WilliWear never undertook corporate advertising campaigns, but Smith's eclectic, whimsical, and inventive designs attracted the attention of fashion editors and buyers from department stores and clothing chains such as TJ Maxx. Customers responded favorably, and the fledgling company soon became established in the industry.

Smith's style has been described as "street couture," a designation with which Smith quibbled. While acknowledging that he was acutely aware of what was being worn on the streets of America, he emphasized that he was not designing "for young people who like to look alike," but rather for people who wanted "real clothes" but with a sense of designer fashion.

At first WilliWear produced only women's clothing, but in 1978 the WilliWear Men line was added. Smith won a Coty American Fashion Critics' Award for women's fashion in 1983 and a Cutty Sark Menswear Award in 1985.

Each year Smith spent several months in India, working on fabrics and designs. On a trip in February 1987 he contracted shigella, a parasitic disease that causes dysentery. His health declined rapidly, and he was hospitalized with pneumonia in April. Two days later he died. A subsequent autopsy revealed that he had AIDS.

The news came as a complete surprise to his business partner, Mallet, who said that she had "absolutely no clue" that Smith had AIDS. She described Smith as "fragile" and said that coworkers "were used to him not feeling well, not coming to work." If Smith knew the nature of his illness, however, he did not disclose it to them.

By the time of Smith's death, WilliWear was selling over $25 million worth of clothing a year.

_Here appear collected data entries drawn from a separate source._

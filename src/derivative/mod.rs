//! # Derivative Module
//!
//! Contratto di generazione dei derivati, separato in sottomoduli:
//! - `table`: tabella fissa dei tier (`thumbnail`, `standard`, `desktop`)
//! - `asset`: `DerivativeAsset` e il set ordinato consegnato dal job
//! - `engine`: trait `DerivativeEngine` e implementazione `ImageEngine`

pub mod asset;
pub mod engine;
pub mod table;

pub use asset::{DerivativeAsset, DerivativeSet};
pub use engine::{DerivativeEngine, ImageEngine, DERIVATIVE_MIME};
pub use table::{AspectRatio, DerivativeSpec, DERIVATIVE_SPECS, ORIGINAL_NAME};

In addition to his retail ventures, Smith occasionally worked for individual clients. For example, he designed suits for Edwin Schlossberg and his groomsmen when Schlossberg married Caroline Kennedy in 1986. He also designed clothing for Spike Lee's film, "School Daze" (1987).

A commemorative panel for Smith is part of the AIDS Memorial quilt. He also is remembered in a list of gay black AIDS sufferers in the poem, "I Speak: A Poem for the Millennium March," by Keith Boykin, which the author read at the Millennium March on Washington for Equality on April 29, 2000.